Python helpers for loading [**cfDNAlab**](https://github.com/BesenbacherLab/cfDNAlab) output files.

This package does not install or run the cfDNAlab command-line tool. The CLI is distributed separately as the Rust `cfdna` binary. Use this Python package after running cfDNAlab to load and analyze output files.

The first supported output types are midpoint and end-motif Zarr outputs: `<prefix>.midpoint_profiles.zarr` and `<prefix>.end_motifs.zarr`.

<br>

## Install

These instructions only installs the Python loader package.
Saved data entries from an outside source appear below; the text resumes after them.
//! Config load error-message and override integration tests.

use std::fs;
use std::path::PathBuf;

use assert_fs::prelude::*;
use predicates::prelude::predicate;
use rstest::rstest;
use tinta_core::{config, ConfigError, DaemonConfig};

// ---------------------------------------------------------------------------
// 1. Missing and empty files
// ---------------------------------------------------------------------------

#[test]
fn load_at_missing_file_yields_defaults() {
    let dir = assert_fs::TempDir::new().expect("tempdir");
    let config = config::load_at(&dir.path().join("absent.yaml")).expect("defaults");
    assert_eq!(config, DaemonConfig::default());
}

#[test]
fn load_explicit_missing_file_is_not_found() {
    let dir = assert_fs::TempDir::new().expect("tempdir");
    let path = dir.path().join("absent.yaml");
    let err = config::load(Some(&path)).unwrap_err();
    assert!(matches!(err, ConfigError::NotFound { .. }), "got: {err}");
    assert!(err.to_string().contains("absent.yaml"));
}

#[test]
fn load_at_empty_file_yields_defaults() {
    let dir = assert_fs::TempDir::new().expect("tempdir");
    let file = dir.child("config.yaml");
    file.write_str("\n").expect("write");
    let config = config::load_at(file.path()).expect("defaults");
    assert_eq!(config, DaemonConfig::default());
}

// ---------------------------------------------------------------------------
// 2. Partial overrides
// ---------------------------------------------------------------------------

#[test]
fn partial_file_overrides_only_named_fields() {
    let dir = assert_fs::TempDir::new().expect("tempdir");
    let file = dir.child("config.yaml");
    file.write_str(
        "socket_path: /run/tinta.sock\n\
         watchdog_timeout_ms: 30000\n\
         panel:\n  program: /usr/libexec/tinta-panel\n  args: [\"--bus\", \"3\"]\n",
    )
    .expect("write");

    let config = config::load_at(file.path()).expect("load");
    assert_eq!(config.socket_path, PathBuf::from("/run/tinta.sock"));
    assert_eq!(config.watchdog_timeout_ms, 30_000);
    assert_eq!(
        config.panel.program,
        Some(PathBuf::from("/usr/libexec/tinta-panel"))
    );
    assert_eq!(config.panel.args, vec!["--bus".to_string(), "3".to_string()]);
    assert_eq!(config.pid_file, DaemonConfig::default().pid_file);
    assert!(!config.ec.simulate);
}

#[test]
fn rendered_config_reloads_identically() {
    let dir = assert_fs::TempDir::new().expect("tempdir");
    let mut original = DaemonConfig::default();
    original.ec.simulate = true;
    original.log_level = "debug".to_string();

    let file = dir.child("config.yaml");
    file.write_str(&original.to_yaml().expect("render")).expect("write");
    file.assert(predicate::str::contains("simulate: true"));

    let reloaded = config::load_at(file.path()).expect("reload");
    assert_eq!(reloaded, original);
}

// ---------------------------------------------------------------------------
// 3. Parse and validation errors
// ---------------------------------------------------------------------------

#[test]
fn corrupt_yaml_returns_parse_error_with_path() {
    let dir = assert_fs::TempDir::new().expect("tempdir");
    let path = dir.path().join("config.yaml");
    fs::write(&path, b": : corrupt : yaml : !!!\n  - broken: [unclosed").expect("write");

    let err = config::load_at(&path).unwrap_err();
    assert!(matches!(err, ConfigError::Parse { .. }), "got: {err}");
    assert!(err.to_string().contains("config.yaml"), "got: {err}");
}

#[test]
fn unknown_field_is_rejected() {
    let dir = assert_fs::TempDir::new().expect("tempdir");
    let path = dir.path().join("config.yaml");
    fs::write(&path, b"sockett_path: /tmp/typo.sock\n").expect("write");

    let err = config::load_at(&path).unwrap_err();
    assert!(matches!(err, ConfigError::Parse { .. }), "got: {err}");
}

#[rstest]
#[case("watchdog_timeout_ms: 0\n", "watchdog_timeout_ms")]
#[case("client:\n  keepalive_interval_ms: 0\n", "keepalive_interval_ms")]
#[case(
    "watchdog_timeout_ms: 1000\nclient:\n  keepalive_interval_ms: 5000\n",
    "must be shorter"
)]
#[case(
    "watchdog_timeout_ms: 5000\npanel:\n  program: /bin/true\n",
    "panel timeout"
)]
fn invalid_values_are_rejected(#[case] yaml: &str, #[case] needle: &str) {
    let dir = assert_fs::TempDir::new().expect("tempdir");
    let path = dir.path().join("config.yaml");
    fs::write(&path, yaml).expect("write");

    let err = config::load_at(&path).unwrap_err();
    assert!(matches!(err, ConfigError::Invalid(_)), "got: {err}");
    assert!(err.to_string().contains(needle), "got: {err}");
}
To install the `cfdna` command-line tool, see the [main repository](https://github.com/BesenbacherLab/cfDNAlab).

Install with pip:

```bash
pip install cfdnalab
```

Install the current development version from GitHub:

```bash
pip install "cfdnalab @ git+https://github.com/BesenbacherLab/cfDNAlab.git#subdirectory=py-cfdnalab"
```

<br>

## Load Midpoint Profiles

```python
import cfdnalab as cfl

midpoints = cfl.read_midpoints("sample.midpoint_profiles.zarr")
```

### Inspect Metadata

```python
groups = midpoints.groups()
length_bins = midpoints.length_bins()
positions = midpoints.positions()
```

`groups()` returns `group_idx`, `group_name`, and `eligible_intervals`. `length_bins()` and `positions()` return the corresponding bin indices and half-open bp coordinates.

### Extract One Profile

Use `group_idx()` and `length_bin_idx()` when selecting by names or bp lengths:

```python
group_idx = midpoints.group_idx("LYL1")
length_bin_idx = midpoints.length_bin_idx(167)

profile = midpoints.data_frame_for_profile(
    group_idx=group_idx,
    length_bin_idx=length_bin_idx,
)
```

The returned data frame has one row per midpoint position bin.

### Filter By Eligible Intervals

```python
min_intervals = 100

for _, group in midpoints.groups().iterrows():
    if group["eligible_intervals"] < min_intervals:
        continue

    profile = midpoints.data_frame_for_profile(
        group_idx=group["group_idx"],
        length_bin_idx=0,
    )
```

### Extract NumPy Arrays

```python
profile = midpoints.array_for_profile(group_idx=0, length_bin_idx=0)
group_counts = midpoints.array_from_group_idx(group_idx=0)
length_counts = midpoints.array_from_length_bin(length_bin_idx=0)
```

`array()` loads the full 3D count tensor into RAM:

```python
counts = midpoints.array()
```

Prefer the slice helpers when possible.

<br>

## Load End-Motif Counts

```python
import cfdnalab as cfl

ends = cfl.read_end_motifs("sample.end_motifs.zarr")
```

### Storage Mode - Sparse or Dense

Start by checking whether the counts were stored as a dense matrix or sparse COO arrays.

```python
ends.storage_mode()
```

For sparse output, `sparse_coo_data_frame()` is usually the easiest way to inspect or plot the non-zero motif counts. Use `sparse_coo()` or the sparse slice helpers when you want SciPy sparse matrices. Dense helpers require `allow_densify=True` on sparse stores so large sparse outputs are not accidentally expanded in memory.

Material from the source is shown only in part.